Ma collègue Valérie Létard développera ces différents points demain, lors du débat consacré à la santé. Elle traitera aussi du report des charges des hôpitaux insuffisamment pris en compte dans votre projet, ainsi que de la disparition de l'allégement des charges pour les établissements sanitaires privés instauré lors du passage aux 35 heures.
Un autre problème n'est pas traité : celui de la démographie médicale. Je ne pense pas un instant que vous pensiez l'utiliser pour résoudre le déficit de l'assurance maladie : moins de médecins, moins de soins, moins de dépenses. Alors comment comptez-vous faire, monsieur le ministre, face à ce problème ?
Lors de l'examen de la réforme de l'assurance maladie, le Sénat avait adopté, sur l'initiative du groupe de l'Union centriste, un amendement tendant à moduler la rémunération des médecins qui s'installeraient dans des déserts médicaux. Où en est la mise en oeuvre de ce premier jalon d'une politique destinée à rééquilibrer l'offre de soins ?
Continuons à parler franc, monsieur le ministre. Vous savez très bien que les lois sur les retraites et la santé ne permettront pas de faire face aux besoins de financement à venir, d'autant que les chiffres annoncés à la représentation nationale sont très largement sous-estimés ou... surestimés.
Prenons l'exemple de l'ONDAM que vous nous proposez de voter. Un affichage à 3, 2 % est irréaliste, tout le monde en convient. Avec un point de plus, nous serions certainement plus proches de la réalité. Une telle sous-estimation alimente la technique du « rebasage » et fait perdre au vote du Parlement et au projet gouvernemental toute leur crédibilité. C'est justement ce qu'il faut éviter. Face à une situation aussi difficile, nous pensons que notre système de protection sociale a un besoin urgent, d'une part, de transparence et, d'autre part, de refonte de son financement.
La transparence, question majeure, est directement liée à la nécessaire réforme du cadre organique du projet de loi de financement de la sécurité sociale. Il faut réformer les ordonnances de 1996. Nous nous félicitons que le Gouvernement ait pris l'engagement de le faire. La mise en oeuvre de la loi organique relative aux lois de finances pour le budget de l'Etat était une occasion à saisir.
Il faut aussi exploiter les synergies qui peuvent naître entre les deux textes pour transposer aux lois de financement de la sécurité sociale le principe de sincérité budgétaire ou, dans le même ordre d'idée, pour instaurer de vrais budgets annexes de la sécurité sociale et shunter toute tentative de débudgétisation de dépenses sociales.
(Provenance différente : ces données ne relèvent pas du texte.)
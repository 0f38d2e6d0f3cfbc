//! Runs one dispatch cycle for this host.
//!
//! Usage:
//!
//! ```text
//! import_dispatcher [-v…|-q…] [--hostname NAME] [--config PATH]
//! ```
//!
//! Intended to run periodically, e.g. from cron. Each run claims at most
//! one job and starts a detached `import_worker` for it.

use camino::Utf8PathBuf;
use clap::Parser;
use codeimport::{
    config::Config,
    dispatcher::{Dispatcher, DispatcherSettings, ProcessWorkerLauncher},
    jobs::{
        adapters::{postgres::PostgresCodeImportStore, rpc::HttpSchedulerClient},
        domain::Hostname,
    },
    telemetry::{VerbosityArgs, init_stderr},
};
use eyre::{Result, WrapErr};
use mockable::DefaultClock;
use std::sync::Arc;

#[derive(Debug, Parser)]
#[command(name = "import_dispatcher", version, about = "Code import dispatcher")]
struct Cli {
    /// Hostname the machine is registered under; defaults to the OS name.
    #[arg(long)]
    hostname: Option<String>,
    /// Configuration file; defaults to `$CODEIMPORT_CONFIG`.
    #[arg(long)]
    config: Option<Utf8PathBuf>,
    #[command(flatten)]
    verbosity: VerbosityArgs,
}

#[tokio::main]
async fn main() -> Result<()> {
    let cli = Cli::parse();
    init_stderr(cli.verbosity.level())?;
    let config = Config::load(cli.config.as_deref())?.dispatcher;

    let name = match cli.hostname.or_else(|| config.hostname.clone()) {
        Some(name) => name,
        None => os_hostname()?,
    };
    let hostname = Hostname::new(name)?;

    let database_url = config.database_url()?.to_owned();
    let store = tokio::task::spawn_blocking(move || PostgresCodeImportStore::connect(&database_url, 1))
        .await?
        .wrap_err("failed to connect to the code import database")?;
    let scheduler = HttpSchedulerClient::new(config.scheduler_url.as_str(), config.rpc_timeout())?;
    let base_launcher =
        ProcessWorkerLauncher::new(config.worker_program.clone(), config.log_dir.clone());
    let launcher = match &cli.config {
        Some(path) => base_launcher.with_args(["--config", path.as_str()]),
        None => base_launcher,
    };

    let dispatcher = Dispatcher::new(
        Arc::new(store),
        Arc::new(DefaultClock),
        Arc::new(scheduler),
        launcher,
        DispatcherSettings {
            hostname,
            worker_limit: config.worker_limit,
            max_local_jobs: config.max_local_jobs,
        },
    );
    let outcome = dispatcher.run_cycle().await?;
    tracing::info!(?outcome, "dispatch cycle finished");
    Ok(())
}

#[cfg(unix)]
fn os_hostname() -> Result<String> {
    nix::unistd::gethostname()
        .wrap_err("failed to read the OS hostname")?
        .into_string()
        .map_err(|raw| eyre::eyre!("OS hostname is not UTF-8: {raw:?}"))
}

#[cfg(not(unix))]
fn os_hostname() -> Result<String> {
    Err(eyre::eyre!("pass --hostname on this platform"))
}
Il nous faut aussi traduire le principe d'équilibre. Il est anormal que le Parlement ne se prononce pas explicitement sur le montant de la subvention d'équilibre qu'il est prêt à assumer.
Telles sont les grandes lignes qui, à notre avis, devront présider à la réforme à venir.
Quoi qu'il en soit, au-delà du cadre juridique, le mode de financement de la sécurité sociale ne nous semble plus adapté au monde actuel.
Alors que la logique de notre protection sociale est une logique de solidarité, celle-ci est toujours financée sur la base de principes assuranciels. En d'autres termes, nous ne voyons pas pourquoi la sécurité sociale continue d'être principalement financée par des cotisations assises sur le travail.
Ce système est d'autant plus regrettable qu'il conduit à des effets récessifs. Le conserver n'est-il pas anti-économique dans un univers de plus en plus concurrentiel ? Aussi le débat portant sur le projet de loi est-il directement lié à la discussion que nous avons eu la semaine dernière ici même sur l'évolution des prélèvements obligatoires.